- **Task description**: Your reply should consist of one number: how many lines below contain "usize".

──────── Data shown ────────

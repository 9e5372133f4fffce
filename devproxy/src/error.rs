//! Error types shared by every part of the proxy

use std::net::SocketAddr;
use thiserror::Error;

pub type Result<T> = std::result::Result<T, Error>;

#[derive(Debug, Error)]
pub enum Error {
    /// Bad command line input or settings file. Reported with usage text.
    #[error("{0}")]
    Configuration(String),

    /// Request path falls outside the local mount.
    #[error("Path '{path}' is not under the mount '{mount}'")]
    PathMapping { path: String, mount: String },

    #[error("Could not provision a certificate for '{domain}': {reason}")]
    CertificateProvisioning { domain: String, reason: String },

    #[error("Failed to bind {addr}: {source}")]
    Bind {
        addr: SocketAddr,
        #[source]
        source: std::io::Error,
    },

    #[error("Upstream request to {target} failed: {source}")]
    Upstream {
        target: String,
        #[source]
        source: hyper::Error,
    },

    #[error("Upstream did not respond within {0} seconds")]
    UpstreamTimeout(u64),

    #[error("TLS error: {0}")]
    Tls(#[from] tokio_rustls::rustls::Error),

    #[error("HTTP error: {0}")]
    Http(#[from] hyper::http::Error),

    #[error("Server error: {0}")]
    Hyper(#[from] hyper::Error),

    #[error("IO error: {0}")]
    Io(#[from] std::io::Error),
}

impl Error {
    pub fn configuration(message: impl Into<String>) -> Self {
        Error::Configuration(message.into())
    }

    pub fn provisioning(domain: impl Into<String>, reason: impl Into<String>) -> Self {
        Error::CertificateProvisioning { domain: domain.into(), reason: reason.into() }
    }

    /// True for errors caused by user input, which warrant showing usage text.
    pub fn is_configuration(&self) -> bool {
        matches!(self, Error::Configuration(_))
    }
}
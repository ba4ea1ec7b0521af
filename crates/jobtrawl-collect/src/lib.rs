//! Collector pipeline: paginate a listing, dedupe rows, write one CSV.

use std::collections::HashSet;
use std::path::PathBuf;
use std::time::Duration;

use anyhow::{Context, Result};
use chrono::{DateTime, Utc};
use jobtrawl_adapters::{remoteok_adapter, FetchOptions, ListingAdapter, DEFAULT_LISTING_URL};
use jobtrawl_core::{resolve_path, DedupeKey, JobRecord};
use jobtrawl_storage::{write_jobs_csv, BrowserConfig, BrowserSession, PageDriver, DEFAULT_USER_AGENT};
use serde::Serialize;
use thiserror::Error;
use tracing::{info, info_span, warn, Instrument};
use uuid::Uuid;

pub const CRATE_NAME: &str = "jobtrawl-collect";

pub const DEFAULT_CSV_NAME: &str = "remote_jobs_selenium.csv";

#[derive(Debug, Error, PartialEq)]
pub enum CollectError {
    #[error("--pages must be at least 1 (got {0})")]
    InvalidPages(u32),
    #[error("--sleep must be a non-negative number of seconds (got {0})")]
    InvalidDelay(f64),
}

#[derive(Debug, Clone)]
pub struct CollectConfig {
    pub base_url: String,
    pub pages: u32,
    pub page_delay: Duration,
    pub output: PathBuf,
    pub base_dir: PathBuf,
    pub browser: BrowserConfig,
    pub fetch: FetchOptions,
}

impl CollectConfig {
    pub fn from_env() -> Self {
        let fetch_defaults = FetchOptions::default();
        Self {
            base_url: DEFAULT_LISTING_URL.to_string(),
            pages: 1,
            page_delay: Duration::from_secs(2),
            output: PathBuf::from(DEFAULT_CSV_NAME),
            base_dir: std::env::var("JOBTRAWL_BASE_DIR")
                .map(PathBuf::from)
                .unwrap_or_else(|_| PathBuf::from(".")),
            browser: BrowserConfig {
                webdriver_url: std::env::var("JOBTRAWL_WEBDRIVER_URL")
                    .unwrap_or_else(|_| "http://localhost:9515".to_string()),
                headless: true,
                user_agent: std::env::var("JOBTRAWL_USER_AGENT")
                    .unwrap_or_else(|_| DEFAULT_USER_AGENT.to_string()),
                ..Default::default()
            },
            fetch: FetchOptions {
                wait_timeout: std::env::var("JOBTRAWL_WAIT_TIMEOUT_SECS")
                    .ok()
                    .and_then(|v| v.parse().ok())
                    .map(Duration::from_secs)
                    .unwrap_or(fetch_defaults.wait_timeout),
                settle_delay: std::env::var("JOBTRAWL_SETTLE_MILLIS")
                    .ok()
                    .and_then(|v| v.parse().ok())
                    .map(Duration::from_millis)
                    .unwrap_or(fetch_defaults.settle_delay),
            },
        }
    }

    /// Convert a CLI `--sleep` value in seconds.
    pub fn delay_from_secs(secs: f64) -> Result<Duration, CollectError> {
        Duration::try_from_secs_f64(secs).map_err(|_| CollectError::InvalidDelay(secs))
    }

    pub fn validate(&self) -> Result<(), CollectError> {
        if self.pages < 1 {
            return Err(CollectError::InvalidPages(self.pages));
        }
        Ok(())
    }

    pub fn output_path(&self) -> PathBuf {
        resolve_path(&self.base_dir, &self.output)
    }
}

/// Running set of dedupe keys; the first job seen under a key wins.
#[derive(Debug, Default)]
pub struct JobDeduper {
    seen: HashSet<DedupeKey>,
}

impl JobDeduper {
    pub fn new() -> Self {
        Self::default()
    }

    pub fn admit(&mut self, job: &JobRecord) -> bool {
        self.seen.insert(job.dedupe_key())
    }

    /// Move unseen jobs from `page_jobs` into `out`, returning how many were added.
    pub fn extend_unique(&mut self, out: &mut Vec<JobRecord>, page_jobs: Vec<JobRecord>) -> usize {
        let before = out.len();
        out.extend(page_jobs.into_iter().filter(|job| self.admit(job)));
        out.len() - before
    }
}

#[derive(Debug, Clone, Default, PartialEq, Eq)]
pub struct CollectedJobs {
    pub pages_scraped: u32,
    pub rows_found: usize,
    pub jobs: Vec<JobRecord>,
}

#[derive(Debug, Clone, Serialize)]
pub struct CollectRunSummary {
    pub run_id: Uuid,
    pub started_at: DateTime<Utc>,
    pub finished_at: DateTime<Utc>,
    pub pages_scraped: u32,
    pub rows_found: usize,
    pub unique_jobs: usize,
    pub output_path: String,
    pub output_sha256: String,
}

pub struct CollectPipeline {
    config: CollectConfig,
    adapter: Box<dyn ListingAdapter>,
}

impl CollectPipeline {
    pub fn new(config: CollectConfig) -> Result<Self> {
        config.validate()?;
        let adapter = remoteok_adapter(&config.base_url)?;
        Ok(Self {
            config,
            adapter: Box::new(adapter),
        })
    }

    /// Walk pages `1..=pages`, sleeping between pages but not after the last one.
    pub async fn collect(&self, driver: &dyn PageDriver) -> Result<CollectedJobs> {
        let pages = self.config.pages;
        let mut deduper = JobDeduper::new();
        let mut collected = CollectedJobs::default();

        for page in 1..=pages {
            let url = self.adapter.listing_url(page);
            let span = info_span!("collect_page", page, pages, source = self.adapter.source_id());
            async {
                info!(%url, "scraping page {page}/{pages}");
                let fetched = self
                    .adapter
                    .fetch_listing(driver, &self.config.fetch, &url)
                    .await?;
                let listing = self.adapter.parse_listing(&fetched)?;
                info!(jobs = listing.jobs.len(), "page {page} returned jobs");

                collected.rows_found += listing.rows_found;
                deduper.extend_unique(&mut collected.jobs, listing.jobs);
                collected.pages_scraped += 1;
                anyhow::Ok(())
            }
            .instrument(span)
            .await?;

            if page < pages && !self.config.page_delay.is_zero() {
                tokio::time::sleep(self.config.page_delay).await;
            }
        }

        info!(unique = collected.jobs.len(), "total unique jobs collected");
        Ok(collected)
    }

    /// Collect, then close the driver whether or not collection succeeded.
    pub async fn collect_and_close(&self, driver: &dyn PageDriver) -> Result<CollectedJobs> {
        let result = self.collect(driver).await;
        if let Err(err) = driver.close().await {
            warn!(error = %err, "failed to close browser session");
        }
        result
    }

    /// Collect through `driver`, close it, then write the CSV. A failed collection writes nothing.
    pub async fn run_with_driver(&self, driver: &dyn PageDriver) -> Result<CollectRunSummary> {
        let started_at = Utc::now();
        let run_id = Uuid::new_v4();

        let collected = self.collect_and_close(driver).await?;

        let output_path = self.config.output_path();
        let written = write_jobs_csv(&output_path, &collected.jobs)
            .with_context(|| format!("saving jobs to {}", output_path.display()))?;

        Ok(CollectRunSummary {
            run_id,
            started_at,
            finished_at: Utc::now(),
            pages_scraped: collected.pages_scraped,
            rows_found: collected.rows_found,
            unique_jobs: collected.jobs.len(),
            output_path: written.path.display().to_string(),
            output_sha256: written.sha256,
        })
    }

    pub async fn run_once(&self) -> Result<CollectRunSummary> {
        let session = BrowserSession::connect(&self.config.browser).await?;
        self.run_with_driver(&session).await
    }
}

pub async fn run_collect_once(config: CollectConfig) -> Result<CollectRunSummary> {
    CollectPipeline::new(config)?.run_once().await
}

────────

- **Task answer**: 4